▸ Exercise: Your output should be the entries below, from the first line up to and including the line with "pub use entry::AuditEntry;", reproduced exactly and with no other lines.

▸ Input data:
//! Tamper-evident audit trail for the SynthGuard privacy engine.
//!
//! Every budget reservation, commit, release and check result is appended as
//! an [`AuditEntry`] whose `prev_hash` commits to the full serialized form of
//! the entry before it. Entry 0 links to [`ChainHash::genesis`]. Re-verifying
//! the chain pinpoints the first entry that was altered or removed.
//!
//! Physical storage is a collaborator behind [`AuditStore`]; the crate ships
//! an in-memory store and an append-only JSON-lines file store.

pub mod entry;
pub mod error;
pub mod hash;
pub mod payload;
pub mod store;
pub mod trail;

pub use entry::AuditEntry;
pub use error::{AuditError, ChainError, ChainFault, StoreError};
pub use hash::ChainHash;
pub use payload::{AuditPayload, DisclosureSummary, FrameworkSummary, ReleaseCause};
pub use store::{AuditStore, JsonLinesAuditStore, MemoryAuditStore};
pub use trail::{verify_entries, verify_store, AuditTrail, Checkpoint};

▸ Solution to the exercise:
//! Tamper-evident audit trail for the SynthGuard privacy engine.
//!
//! Every budget reservation, commit, release and check result is appended as
//! an [`AuditEntry`] whose `prev_hash` commits to the full serialized form of
//! the entry before it. Entry 0 links to [`ChainHash::genesis`]. Re-verifying
//! the chain pinpoints the first entry that was altered or removed.
//!
//! Physical storage is a collaborator behind [`AuditStore`]; the crate ships
//! an in-memory store and an append-only JSON-lines file store.

pub mod entry;
pub mod error;
pub mod hash;
pub mod payload;
pub mod store;
pub mod trail;

pub use entry::AuditEntry;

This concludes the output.